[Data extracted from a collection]
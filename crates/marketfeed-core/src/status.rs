// ── Connection-state debouncer ──
//
// Computes the externally visible feed status from the last snapshot
// update, the current link phase, and the current time. No timers live
// here: `evaluate` also reports when its answer would next change, and
// the supervisor arms a single re-check for that instant.

use std::time::Duration;

use serde::Serialize;
use strum::Display;
use tokio::time::Instant;

/// Externally visible status of the feed.
#[derive(Debug, Clone, Copy, Default, PartialEq, Eq, Hash, Display, Serialize)]
#[strum(serialize_all = "snake_case")]
#[serde(rename_all = "snake_case")]
pub enum Status {
    /// No usable data yet, or reconnecting outside the grace window.
    #[default]
    Loading,
    /// Connected, or briefly disconnected right after fresh data.
    Ready,
    /// Retries exhausted; needs a manual retry.
    Error,
}

/// Link phase as the debouncer sees it.
#[derive(Debug, Clone, Copy, PartialEq, Eq)]
pub enum LinkPhase {
    Up,
    /// Disconnected since the first close of the current outage.
    Down { since: Instant },
    /// Retries exhausted. `since` is still the start of the outage.
    Failed { since: Instant },
}

/// Result of one evaluation.
#[derive(Debug, Clone, Copy, PartialEq, Eq)]
pub struct Evaluation {
    pub status: Status,
    /// When the status would change without any further events.
    pub recheck_at: Option<Instant>,
}

/// Status as a pure function of its inputs.
///
/// An outage that begins less than `window` after the last update is
/// hidden until `since + window`, whether the link is still retrying or
/// has given up. Past that point a retrying link shows `Loading` and an
/// exhausted one shows `Error`. Without any snapshot there is nothing to
/// protect, so the outage shows immediately.
pub fn evaluate(
    last_update: Option<Instant>,
    phase: LinkPhase,
    now: Instant,
    window: Duration,
) -> Evaluation {
    let (since, exposed) = match phase {
        LinkPhase::Up => {
            return Evaluation {
                status: Status::Ready,
                recheck_at: None,
            };
        }
        LinkPhase::Down { since } => (since, Status::Loading),
        LinkPhase::Failed { since } => (since, Status::Error),
    };

    let deadline = since + window;
    let fresh =
        last_update.is_some_and(|updated| since.saturating_duration_since(updated) < window);
    if fresh && now < deadline {
        Evaluation {
            status: Status::Ready,
            recheck_at: Some(deadline),
        }
    } else {
        Evaluation {
            status: exposed,
            recheck_at: None,
        }
    }
}

/// Inputs to [`evaluate`], maintained from lifecycle events.
#[derive(Debug, Clone)]
pub struct StatusTracker {
    window: Duration,
    last_update: Option<Instant>,
    phase: LinkPhase,
}

impl StatusTracker {
    /// A tracker for a link that is not up yet.
    pub fn new(window: Duration, now: Instant) -> Self {
        Self {
            window,
            last_update: None,
            phase: LinkPhase::Down { since: now },
        }
    }

    pub fn window(&self) -> Duration {
        self.window
    }

    pub fn phase(&self) -> LinkPhase {
        self.phase
    }

    pub fn last_update(&self) -> Option<Instant> {
        self.last_update
    }

    pub fn link_up(&mut self) {
        self.phase = LinkPhase::Up;
    }

    /// Record a close or error. Only the first one of an outage counts,
    /// so repeated failures never extend the grace period.
    pub fn link_down(&mut self, now: Instant) {
        if self.phase == LinkPhase::Up {
            self.phase = LinkPhase::Down { since: now };
        }
    }

    /// Retries exhausted. Keeps the outage start so the grace period
    /// still applies; a link that was up fails as of `now`.
    pub fn link_failed(&mut self, now: Instant) {
        self.phase = match self.phase {
            LinkPhase::Up => LinkPhase::Failed { since: now },
            LinkPhase::Down { since } | LinkPhase::Failed { since } => {
                LinkPhase::Failed { since }
            }
        };
    }

    /// Manual retry after failure starts a fresh outage.
    pub fn link_retrying(&mut self, now: Instant) {
        if matches!(self.phase, LinkPhase::Failed { .. }) {
            self.phase = LinkPhase::Down { since: now };
        }
    }

    /// A valid snapshot update was folded.
    pub fn record_update(&mut self, now: Instant) {
        self.last_update = Some(now);
    }

    pub fn evaluate(&self, now: Instant) -> Evaluation {
        evaluate(self.last_update, self.phase, now, self.window)
    }
}
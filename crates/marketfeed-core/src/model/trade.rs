// ── Large trade prints ──

use serde::{Deserialize, Serialize};
use strum::Display;

#[derive(Debug, Clone, Copy, PartialEq, Eq, Display, Serialize, Deserialize)]
#[strum(serialize_all = "lowercase")]
#[serde(rename_all = "lowercase")]
pub enum TradeSide {
    Buy,
    Sell,
}

#[derive(Debug, Clone, PartialEq, Serialize, Deserialize)]
pub struct RecentTrade {
    pub id: String,
    pub symbol: String,
    pub price: f64,
    pub size: f64,
    pub side: TradeSide,
    pub timestamp: String,
    pub value_usd: f64,
}
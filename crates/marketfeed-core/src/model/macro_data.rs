// ── Macro-economic indicators ──
//
// Sourced from a slow upstream poll. Individual indicators may carry an
// `error` instead of a value; the section as a whole only counts as valid
// once CPI has a value (see `SectionLayout::dashboard`).

use serde::{Deserialize, Deserializer, Serialize};
use serde_json::Value;

#[derive(Debug, Clone, Default, PartialEq, Eq, Serialize, Deserialize)]
pub struct MacroDataPoint {
    pub name: String,
    #[serde(default, deserialize_with = "string_or_number")]
    pub value: Option<String>,
    #[serde(default)]
    pub date: Option<String>,
    #[serde(default)]
    pub error: Option<String>,
}

impl MacroDataPoint {
    pub fn is_available(&self) -> bool {
        self.value.is_some() && self.error.is_none()
    }
}

#[derive(Debug, Clone, Default, PartialEq, Eq, Serialize, Deserialize)]
pub struct MacroData {
    pub cpi: MacroDataPoint,
    pub fed_rate: MacroDataPoint,
    pub unemployment: MacroDataPoint,

    // Commodities
    #[serde(default, skip_serializing_if = "Option::is_none")]
    pub wti_oil: Option<MacroDataPoint>,
    #[serde(default, skip_serializing_if = "Option::is_none")]
    pub brent_oil: Option<MacroDataPoint>,
    #[serde(default, skip_serializing_if = "Option::is_none")]
    pub natural_gas: Option<MacroDataPoint>,
    #[serde(default, skip_serializing_if = "Option::is_none")]
    pub copper: Option<MacroDataPoint>,
    #[serde(default, skip_serializing_if = "Option::is_none")]
    pub corn: Option<MacroDataPoint>,
    #[serde(default, skip_serializing_if = "Option::is_none")]
    pub wheat: Option<MacroDataPoint>,
    #[serde(default, skip_serializing_if = "Option::is_none")]
    pub coffee: Option<MacroDataPoint>,
    #[serde(default, skip_serializing_if = "Option::is_none")]
    pub sugar: Option<MacroDataPoint>,
}

impl MacroData {
    /// All present indicators in display order.
    pub fn indicators(&self) -> Vec<&MacroDataPoint> {
        let mut out = vec![&self.cpi, &self.fed_rate, &self.unemployment];
        out.extend(
            [
                &self.wti_oil,
                &self.brent_oil,
                &self.natural_gas,
                &self.copper,
                &self.corn,
                &self.wheat,
                &self.coffee,
                &self.sugar,
            ]
            .into_iter()
            .flatten(),
        );
        out
    }
}

/// Upstream sends indicator values as strings, but numbers show up too.
fn string_or_number<'de, D>(deserializer: D) -> Result<Option<String>, D::Error>
where
    D: Deserializer<'de>,
{
    Ok(match Value::deserialize(deserializer)? {
        Value::Null => None,
        Value::String(s) => Some(s),
        other => Some(other.to_string()),
    })
}
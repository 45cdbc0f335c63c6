// ── Per-asset market metrics ──

use std::collections::BTreeMap;

use serde::{Deserialize, Serialize};

/// Market metrics keyed by lowercase asset symbol (`btc`, `eth`, ...).
pub type MarketData = BTreeMap<String, MarketMetric>;

#[derive(Debug, Clone, Default, PartialEq, Serialize, Deserialize)]
pub struct MarketMetric {
    pub price: f64,
    pub volume_24h: f64,
    pub open_interest: f64,
    pub funding_rate: f64,
    pub price_change_percent: f64,

    // Top of book
    #[serde(default, skip_serializing_if = "Option::is_none")]
    pub bid_price: Option<f64>,
    #[serde(default, skip_serializing_if = "Option::is_none")]
    pub ask_price: Option<f64>,
}

impl MarketMetric {
    /// Mid price from the top of book, when both sides are known.
    pub fn mid_price(&self) -> Option<f64> {
        Some(f64::midpoint(self.bid_price?, self.ask_price?))
    }
}
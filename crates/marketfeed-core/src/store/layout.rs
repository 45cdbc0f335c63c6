// ── Section layout ──
//
// Declares which top-level payload sections are fast-changing (replaced
// whenever present) and which are slow-changing (retained until a new
// *valid* value arrives). Sections not named here are treated as fast.

use serde::{Deserialize, Serialize};
use serde_json::Value;

use crate::error::CoreError;
use crate::model::sections;

/// How a section merges into the snapshot.
#[derive(Debug, Clone, Copy, PartialEq, Eq, Serialize, Deserialize)]
#[serde(rename_all = "snake_case")]
pub enum SectionKind {
    /// Replaced unconditionally whenever the payload includes it.
    Fast,
    /// Replaced only by a valid value; retained when absent or invalid.
    Slow,
}

/// Validity predicate for a slow section.
#[derive(Debug, Clone, Default, PartialEq, Eq, Serialize, Deserialize)]
#[serde(tag = "rule", rename_all = "snake_case")]
pub enum Validity {
    /// Any value, including `null`.
    Always,
    /// Anything but `null`.
    #[default]
    NonNull,
    /// The JSON pointer must resolve to a non-null value,
    /// e.g. `/cpi/value` for macro indicators.
    RequireField { pointer: String },
}

impl Validity {
    pub fn accepts(&self, value: &Value) -> bool {
        match self {
            Self::Always => true,
            Self::NonNull => !value.is_null(),
            Self::RequireField { pointer } => value.pointer(pointer).is_some_and(|v| !v.is_null()),
        }
    }
}

/// Merge rule for one named section.
#[derive(Debug, Clone, PartialEq, Eq, Serialize, Deserialize)]
pub struct SectionRule {
    pub name: String,
    pub kind: SectionKind,
    /// Only meaningful for slow sections; defaults to [`Validity::NonNull`].
    #[serde(default, skip_serializing_if = "Option::is_none")]
    pub validity: Option<Validity>,
}

impl SectionRule {
    pub fn fast(name: impl Into<String>) -> Self {
        Self {
            name: name.into(),
            kind: SectionKind::Fast,
            validity: None,
        }
    }

    pub fn slow(name: impl Into<String>, validity: Validity) -> Self {
        Self {
            name: name.into(),
            kind: SectionKind::Slow,
            validity: Some(validity),
        }
    }

    /// Effective validity predicate (slow sections only).
    pub fn validity(&self) -> Validity {
        self.validity.clone().unwrap_or_default()
    }
}

/// The full set of section rules for a feed.
#[derive(Debug, Clone, Default, PartialEq, Eq, Serialize, Deserialize)]
#[serde(transparent)]
pub struct SectionLayout {
    rules: Vec<SectionRule>,
}

impl SectionLayout {
    pub fn new(rules: Vec<SectionRule>) -> Self {
        Self { rules }
    }

    /// Layout of the market dashboard feed.
    ///
    /// Trading sections refresh on every tick. Macro indicators come from a
    /// low-frequency upstream poll and are only trusted once CPI has a value.
    pub fn dashboard() -> Self {
        Self::new(vec![
            SectionRule::fast(sections::MARKET_DATA),
            SectionRule::fast(sections::LIQUIDATION_POSITIONS),
            SectionRule::fast(sections::RECENT_LIQUIDATIONS),
            SectionRule::fast(sections::RECENT_LARGE_TRADES),
            SectionRule::slow(
                sections::MACRO_DATA,
                Validity::RequireField {
                    pointer: "/cpi/value".into(),
                },
            ),
        ])
    }

    pub fn rules(&self) -> &[SectionRule] {
        &self.rules
    }

    pub fn rule(&self, name: &str) -> Option<&SectionRule> {
        self.rules.iter().find(|r| r.name == name)
    }

    pub fn kind_of(&self, name: &str) -> SectionKind {
        self.rule(name).map_or(SectionKind::Fast, |r| r.kind)
    }

    /// Names of all slow sections, in declaration order.
    pub fn slow_sections(&self) -> impl Iterator<Item = &str> {
        self.rules
            .iter()
            .filter(|r| r.kind == SectionKind::Slow)
            .map(|r| r.name.as_str())
    }

    pub fn validate(&self) -> Result<(), CoreError> {
        for (i, rule) in self.rules.iter().enumerate() {
            if rule.name.is_empty() {
                return Err(layout_error("section name must not be empty"));
            }
            if self.rules[..i].iter().any(|r| r.name == rule.name) {
                return Err(layout_error(&format!(
                    "section '{}' is declared more than once",
                    rule.name
                )));
            }
            if rule.kind == SectionKind::Fast && rule.validity.is_some() {
                return Err(layout_error(&format!(
                    "fast section '{}' cannot have a validity rule",
                    rule.name
                )));
            }
            if let Some(Validity::RequireField { pointer }) = &rule.validity {
                if !pointer.is_empty() && !pointer.starts_with('/') {
                    return Err(layout_error(&format!(
                        "validity pointer '{pointer}' for section '{}' must start with '/'",
                        rule.name
                    )));
                }
            }
        }
        Ok(())
    }
}

fn layout_error(message: &str) -> CoreError {
    CoreError::Config {
        message: format!("invalid section layout: {message}"),
    }
}
//! Config subcommand handlers.

use crate::cli::{ConfigArgs, ConfigCommand, GlobalOpts};
use crate::config::{self, Config};
use crate::error::CliError;
use crate::output;

/// Human view of the resolved config: its origin, then the TOML itself.
fn detail(cfg: &Config, path: &str, active: &str) -> String {
    let body = toml::to_string_pretty(cfg).unwrap_or_else(|e| format!("# unrenderable: {e}\n"));
    format!("# {path}\n# active profile: {active}\n\n{}", body.trim_end())
}

pub async fn handle(args: ConfigArgs, global: &GlobalOpts) -> Result<(), CliError> {
    let path = config::config_path(global);

    match args.command {
        ConfigCommand::Path => {
            output::print_output(&path.display().to_string(), global.quiet);
            Ok(())
        }

        ConfigCommand::Show => {
            let cfg = config::load_config(global)?;
            let active = config::active_profile_name(global, &cfg);
            let display_path = path.display().to_string();
            let out = output::render_single(global.output, &cfg, |c| {
                detail(c, &display_path, &active)
            });
            output::print_output(&out, global.quiet);
            Ok(())
        }

        ConfigCommand::Init { force } => {
            if path.exists() && !force {
                return Err(CliError::ConfigExists {
                    path: path.display().to_string(),
                });
            }
            config::save_config_to(&Config::starter(), &path)?;
            tracing::info!(path = %path.display(), "wrote starter config");
            if !global.quiet {
                eprintln!("✓ Configuration written to {}", path.display());
            }
            Ok(())
        }
    }
}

Brief -> Reproduce word for word the lines of the records above, beginning at the first and ending with the line where "last update is" appears, and nothing past it.

Answer for this exercise ->
filename crates/marketfeed-core/src/status.rs
// ── Connection-state debouncer ──
//
// Computes the externally visible feed status from the last snapshot
// update, the current link phase, and the current time. No timers live
// here: `evaluate` also reports when its answer would next change, and
// the supervisor arms a single re-check for that instant.

use std::time::Duration;

use serde::Serialize;
use strum::Display;
use tokio::time::Instant;

/// Externally visible status of the feed.
#[derive(Debug, Clone, Copy, Default, PartialEq, Eq, Hash, Display, Serialize)]
#[strum(serialize_all = "snake_case")]
#[serde(rename_all = "snake_case")]
pub enum Status {
    /// No usable data yet, or reconnecting outside the grace window.
    #[default]
    Loading,
    /// Connected, or briefly disconnected right after fresh data.
    Ready,
    /// Retries exhausted; needs a manual retry.
    Error,
}

/// Link phase as the debouncer sees it.
#[derive(Debug, Clone, Copy, PartialEq, Eq)]
pub enum LinkPhase {
    Up,
    /// Disconnected since the first close of the current outage.
    Down { since: Instant },
    /// Retries exhausted. `since` is still the start of the outage.
    Failed { since: Instant },
}

/// Result of one evaluation.
#[derive(Debug, Clone, Copy, PartialEq, Eq)]
pub struct Evaluation {
    pub status: Status,
    /// When the status would change without any further events.
    pub recheck_at: Option<Instant>,
}

/// Status as a pure function of its inputs.
///
/// An outage that begins less than `window` after the last update is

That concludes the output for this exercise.